The driver didn't have a NZ licence and most likely never driven on a gravel road.

----------


## Maca49

Oh dear, but only way to learn hahaha

----------


## striker

coming in to over take, tractor driver got sun-strike and cobbed the power, i got sun-strike, sneezed like fark and smack.
It farrkin hurt, shunted the motor back 8 inches, bent the chassis, thankfully the firewall held, didnt really want the dash or stearing wheel any closer 
got a ride in the ambo and thankfully didn't break my neck/upper back as they thought
anyless of a car and i wouldnt be here

----------


## gadgetman

That's a serious bit of damage for a tank like that striker

----------


## striker

> That's a serious bit of damage for a tank like that striker


yep i know  :XD:  , and i couldnt replace it, literally took me 18months to find it in the first place

----------


## Scouser

> yep i know  , and i couldnt replace it, literally took me 18months to find it in the first place


Jeese Striker, lucky to come out of that one intact mate!

----------


## john m

I've straddled the big rut many times but on the way out today the low side slipped in. A bit of dicking around with the winch and I was on my way again some minor panel damage to beat out tomorrow.

----------


## Rushy

> I've straddled the big rut many times but on the way out today the low side slipped in. A bit of dicking around with the winch and I was on my way again some minor panel damage to beat out tomorrow.
> Attachment 16716


That brings new meaning to sidling around the hill.

----------


## Dundee

Is it wet there John m looks like a great location for bambis?

----------


## john m

It's wet there now had a thunder storm as i was getting it back on it's feet. Yes it can be good for bambi.

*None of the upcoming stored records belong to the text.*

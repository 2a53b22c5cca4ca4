//! State descriptors and property sets
//!
//! A resource type declares one [`StateDescriptor`] per attribute it can
//! manage. Descriptors live in `static` tables and carry the rule that
//! turns a [`RawValue`] into a [`PropertyValue`]. A [`PropertySet`] holds the
//! per-instance desired/actual pairs in declaration order.

use crate::error::{Error, Result};
use crate::value::{PropertyValue, RawValue};
use serde::Serialize;
use std::collections::BTreeMap;
use std::fmt;

/// Normalization rule: raw input → canonical value
pub type MungeFn<C> = fn(&RawValue, &C) -> Result<PropertyValue>;

/// Default generator, used when `Auto` has to become concrete
pub type GenerateFn<C> = fn(&C) -> Result<PropertyValue>;

/// Capability flags of a state
#[derive(Debug, Clone, Copy, Default, PartialEq, Eq, Serialize)]
pub struct StateFlags {
    /// A default can be requested with `Auto`
    pub autogen: bool,
    /// The state may be left unset
    pub optional: bool,
}

impl StateFlags {
    pub const REQUIRED: Self = Self {
        autogen: false,
        optional: false,
    };
    pub const AUTOGEN: Self = Self {
        autogen: true,
        optional: false,
    };
    pub const OPTIONAL: Self = Self {
        autogen: false,
        optional: true,
    };
}

/// Declaration of one manageable attribute
///
/// `C` is the context handed to munge and generate rules, typically the
/// platform binding that knows how to reach system databases.
pub struct StateDescriptor<C: ?Sized> {
    /// Attribute name as used in configuration
    pub name: &'static str,
    /// Human-readable documentation
    pub description: &'static str,
    pub flags: StateFlags,
    /// Custom normalization; `None` means [`passthrough`]
    pub munge: Option<MungeFn<C>>,
    /// Generation algorithm for `Auto`; `None` leaves `Auto` to the backend
    pub generate: Option<GenerateFn<C>>,
    /// Field name on the native record; defaults to `name`
    pub native_field: Option<&'static str>,
}

impl<C: ?Sized> StateDescriptor<C> {
    /// Native record field this state maps to
    pub fn field(&self) -> &'static str {
        self.native_field.unwrap_or(self.name)
    }

    /// Normalize a raw value for this state
    pub fn munge(&self, raw: &RawValue, ctx: &C) -> Result<PropertyValue> {
        match self.munge {
            Some(rule) => rule(raw, ctx),
            None => passthrough(self.name, raw),
        }
    }

    /// Resolve `Auto` through the generator, if this state has one
    ///
    /// Anything other than `Auto` is returned unchanged.
    pub fn resolve(&self, value: &PropertyValue, ctx: &C) -> Result<PropertyValue> {
        match (value, self.generate) {
            (PropertyValue::Auto, Some(generate)) => generate(ctx),
            _ => Ok(value.clone()),
        }
    }
}

impl<C: ?Sized> fmt::Debug for StateDescriptor<C> {
    fn fmt(&self, f: &mut fmt::Formatter<'_>) -> fmt::Result {
        f.debug_struct("StateDescriptor")
            .field("name", &self.name)
            .field("flags", &self.flags)
            .field("custom_munge", &self.munge.is_some())
            .field("generator", &self.generate.is_some())
            .field("native_field", &self.field())
            .finish()
    }
}

/// Identity normalization used by states without a custom rule
pub fn passthrough(property: &str, raw: &RawValue) -> Result<PropertyValue> {
    if let Some(sentinel) = raw.sentinel() {
        return Ok(sentinel);
    }

    match raw {
        RawValue::Text(s) => Ok(PropertyValue::concrete(s.as_str())),
        RawValue::Integer(n) => Ok(PropertyValue::concrete(*n)),
        RawValue::Symbol(_) => Err(Error::invalid_value(
            property,
            raw,
            "unrecognized symbol",
        )),
    }
}

/// Desired and observed value of one property
#[derive(Debug, Clone, PartialEq, Eq, Serialize)]
pub struct Property {
    pub name: &'static str,
    pub desired: PropertyValue,
    /// `None` until the resource has been retrieved
    pub actual: Option<PropertyValue>,
}

impl Property {
    /// Whether the observed value fulfils the desired value
    pub fn is_in_sync(&self) -> bool {
        self.actual
            .as_ref()
            .is_some_and(|actual| self.desired.is_satisfied_by(actual))
    }
}

/// Ordered collection of a resource's properties
#[derive(Debug, Clone, Default, PartialEq, Eq, Serialize)]
#[serde(transparent)]
pub struct PropertySet {
    properties: Vec<Property>,
}

impl PropertySet {
    pub fn new() -> Self {
        Self::default()
    }

    pub fn len(&self) -> usize {
        self.properties.len()
    }

    pub fn is_empty(&self) -> bool {
        self.properties.is_empty()
    }

    pub fn contains(&self, name: &str) -> bool {
        self.get(name).is_some()
    }

    pub fn get(&self, name: &str) -> Option<&Property> {
        self.properties.iter().find(|p| p.name == name)
    }

    /// Desired value of a property
    pub fn desired(&self, name: &str) -> Option<&PropertyValue> {
        self.get(name).map(|p| &p.desired)
    }

    /// Observed value of a property
    pub fn actual(&self, name: &str) -> Option<&PropertyValue> {
        self.get(name).and_then(|p| p.actual.as_ref())
    }

    pub fn iter(&self) -> impl Iterator<Item = &Property> {
        self.properties.iter()
    }

    /// Set the desired value, replacing an earlier one
    pub fn set_desired(&mut self, name: &'static str, value: PropertyValue) {
        match self.properties.iter_mut().find(|p| p.name == name) {
            Some(property) => property.desired = value,
            None => self.properties.push(Property {
                name,
                desired: value,
                actual: None,
            }),
        }
    }

    /// Record the observed value of a declared property
    pub fn set_actual(&mut self, name: &str, value: PropertyValue) -> Result<()> {
        let property = self
            .properties
            .iter_mut()
            .find(|p| p.name == name)
            .ok_or_else(|| {
                Error::InternalInvariant(format!("actual value for undeclared property {name}"))
            })?;
        property.actual = Some(value);
        Ok(())
    }

    /// Mark every declared property with the same observed value
    pub fn set_all_actual(&mut self, value: &PropertyValue) {
        for property in &mut self.properties {
            property.actual = Some(value.clone());
        }
    }

    /// Forget all observed values
    pub fn clear_actual(&mut self) {
        for property in &mut self.properties {
            property.actual = None;
        }
    }

    /// Properties whose observed value does not fulfil the desired one
    pub fn out_of_sync(&self) -> impl Iterator<Item = &Property> {
        self.properties.iter().filter(|p| !p.is_in_sync())
    }

    /// Reorder to match the declaration order of `descriptors`
    pub fn order_by<C: ?Sized>(&mut self, descriptors: &[StateDescriptor<C>]) {
        self.properties.sort_by_key(|p| {
            descriptors
                .iter()
                .position(|d| d.name == p.name)
                .unwrap_or(usize::MAX)
        });
    }
}

/// Munge every explicitly supplied attribute
///
/// Attributes are processed in declaration order. A name that no
/// descriptor declares is rejected.
pub fn munge_attributes<C: ?Sized>(
    resource: &str,
    descriptors: &[StateDescriptor<C>],
    attributes: &BTreeMap<String, RawValue>,
    ctx: &C,
) -> Result<PropertySet> {
    if let Some(unknown) = attributes
        .keys()
        .find(|key| !descriptors.iter().any(|d| d.name == key.as_str()))
    {
        return Err(Error::UnknownProperty {
            resource: resource.to_string(),
            property: unknown.clone(),
        });
    }

    let mut set = PropertySet::new();
    for descriptor in descriptors {
        if let Some(raw) = attributes.get(descriptor.name) {
            set.set_desired(descriptor.name, descriptor.munge(raw, ctx)?);
        }
    }
    Ok(set)
}

/// Make sure every non-optional state has a desired value
///
/// Missing autogen-capable states receive `Auto`; a missing state that is
/// neither optional nor autogen-capable fails the whole resource. Returns
/// the names of the injected states.
pub fn validate_required<C: ?Sized>(
    resource: &str,
    descriptors: &[StateDescriptor<C>],
    set: &mut PropertySet,
) -> Result<Vec<&'static str>> {
    let mut injected = Vec::new();

    for descriptor in descriptors {
        if set.contains(descriptor.name) || descriptor.flags.optional {
            continue;
        }

        if !descriptor.flags.autogen {
            return Err(Error::MissingRequiredProperty {
                resource: resource.to_string(),
                property: descriptor.name.to_string(),
            });
        }

        set.set_desired(descriptor.name, PropertyValue::Auto);
        injected.push(descriptor.name);
    }

    set.order_by(descriptors);
    Ok(injected)
}

#[cfg(test)]
mod tests {
    use super::*;

    fn upper(raw: &RawValue, _ctx: &()) -> Result<PropertyValue> {
        Ok(PropertyValue::concrete(raw.to_string().to_uppercase()))
    }

    fn forty_two(_ctx: &()) -> Result<PropertyValue> {
        Ok(PropertyValue::concrete(42i64))
    }

    static STATES: [StateDescriptor<()>; 3] = [
        StateDescriptor {
            name: "size",
            description: "Generated when missing",
            flags: StateFlags::AUTOGEN,
            munge: None,
            generate: Some(forty_two),
            native_field: None,
        },
        StateDescriptor {
            name: "label",
            description: "Upper-cased",
            flags: StateFlags::OPTIONAL,
            munge: Some(upper),
            generate: None,
            native_field: Some("lbl"),
        },
        StateDescriptor {
            name: "owner",
            description: "Must be given",
            flags: StateFlags::REQUIRED,
            munge: None,
            generate: None,
            native_field: None,
        },
    ];

    fn attrs(pairs: &[(&str, RawValue)]) -> BTreeMap<String, RawValue> {
        pairs
            .iter()
            .map(|(k, v)| ((*k).to_string(), v.clone()))
            .collect()
    }

    #[test]
    fn test_passthrough() {
        assert_eq!(
            passthrough("home", &RawValue::text("/home/a")).unwrap(),
            PropertyValue::concrete("/home/a")
        );
        assert_eq!(
            passthrough("home", &RawValue::auto()).unwrap(),
            PropertyValue::Auto
        );
        assert!(matches!(
            passthrough("home", &RawValue::symbol("absent")),
            Err(Error::InvalidValue { .. })
        ));
    }

    #[test]
    fn test_field_defaults_to_name() {
        assert_eq!(STATES[0].field(), "size");
        assert_eq!(STATES[1].field(), "lbl");
    }

    #[test]
    fn test_munge_uses_custom_rule() {
        let set = munge_attributes(
            "thing[x]",
            &STATES,
            &attrs(&[("label", RawValue::text("abc"))]),
            &(),
        )
        .unwrap();
        assert_eq!(set.desired("label"), Some(&PropertyValue::concrete("ABC")));
        assert_eq!(set.actual("label"), None);
    }

    #[test]
    fn test_munge_rejects_unknown_attribute() {
        let err = munge_attributes(
            "thing[x]",
            &STATES,
            &attrs(&[("color", RawValue::text("red"))]),
            &(),
        )
        .unwrap_err();
        assert!(matches!(err, Error::UnknownProperty { property, .. } if property == "color"));
    }

    #[test]
    fn test_validate_injects_auto_and_fails_on_required() {
        let mut set = PropertySet::new();
        let err = validate_required("thing[x]", &STATES, &mut set).unwrap_err();
        assert!(
            matches!(err, Error::MissingRequiredProperty { property, .. } if property == "owner")
        );
    }

    #[test]
    fn test_validate_orders_by_declaration() {
        let mut set = munge_attributes(
            "thing[x]",
            &STATES,
            &attrs(&[("owner", RawValue::text("root"))]),
            &(),
        )
        .unwrap();

        let injected = validate_required("thing[x]", &STATES, &mut set).unwrap();
        assert_eq!(injected, vec!["size"]);
        assert!(!set.contains("label"));

        let names: Vec<_> = set.iter().map(|p| p.name).collect();
        assert_eq!(names, vec!["size", "owner"]);
        assert_eq!(set.desired("size"), Some(&PropertyValue::Auto));
    }

    #[test]
    fn test_resolve_only_touches_auto() {
        assert_eq!(
            STATES[0].resolve(&PropertyValue::Auto, &()).unwrap(),
            PropertyValue::concrete(42i64)
        );
        assert_eq!(
            STATES[0].resolve(&PropertyValue::concrete(7i64), &()).unwrap(),
            PropertyValue::concrete(7i64)
        );
        assert_eq!(
            STATES[2].resolve(&PropertyValue::Auto, &()).unwrap(),
            PropertyValue::Auto
        );
    }

    #[test]
    fn test_out_of_sync() {
        let mut set = PropertySet::new();
        set.set_desired("size", PropertyValue::concrete(1i64));
        set.set_desired("owner", PropertyValue::Auto);
        assert_eq!(set.out_of_sync().count(), 2);

        set.set_actual("size", PropertyValue::concrete(1i64)).unwrap();
        set.set_actual("owner", PropertyValue::concrete("root")).unwrap();
        assert_eq!(set.out_of_sync().count(), 0);

        set.set_all_actual(&PropertyValue::NotFound);
        assert_eq!(set.out_of_sync().count(), 2);
        assert!(set.set_actual("color", PropertyValue::NotFound).is_err());
    }
}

The track has suffered damage from dickheads trying to see how far they can get in 2WD.
A big bambi from this area.

----------


## veitnamcam

My mates wagon.
Always opening up overgrown tracks for motorbikes he thought he must have been driving over a small slip but was actually driving up the bank  :Grin: 
Rear locker just kept it goin up til it fell over.

----------


## Dundee

Great to see whoopsies if everyone is safe

----------


## Dundee

Check this one out. @hunter308

Truck smash caught on video | Stuff.co.nz

----------


## veitnamcam

> Check this one out. @hunter308
> 
> Truck smash caught on video | Stuff.co.nz


That would have to be pissed or deliberate surely.

----------


## Rushy

> Check this one out. @hunter308
> 
> Truck smash caught on video | Stuff.co.nz


Fucking idiot

----------


## Moutere

One of the guys on our crew drove past this parked car yesterday, what are the odds eh?

----------


## Shearer

> One of the guys on our crew drove past this parked car yesterday, what are the odds eh?
> 
> Attachment 19303


Got stuck in the gum.......

----------


## veitnamcam

Parked by floodwater?

----------


## Dundee

Abbo land wasn't in the Northern Territory was it ? :Thumbsup:

----------


## Toby

Anyone here seen bush mechanics? We have a DVD here somewhere shit its funny

----------


## Dundee

Northern Territory? :Grin:

----------


## Moutere

No, it's about 200 km east of Kalgoorlie WA, it rained here for the first time today in what must have been a thousand years.

A flood event would be the most logical answer, but it must have been of biblical proportions for around here.
The guys say it isn't near the only ford/riverbed on the drive into town.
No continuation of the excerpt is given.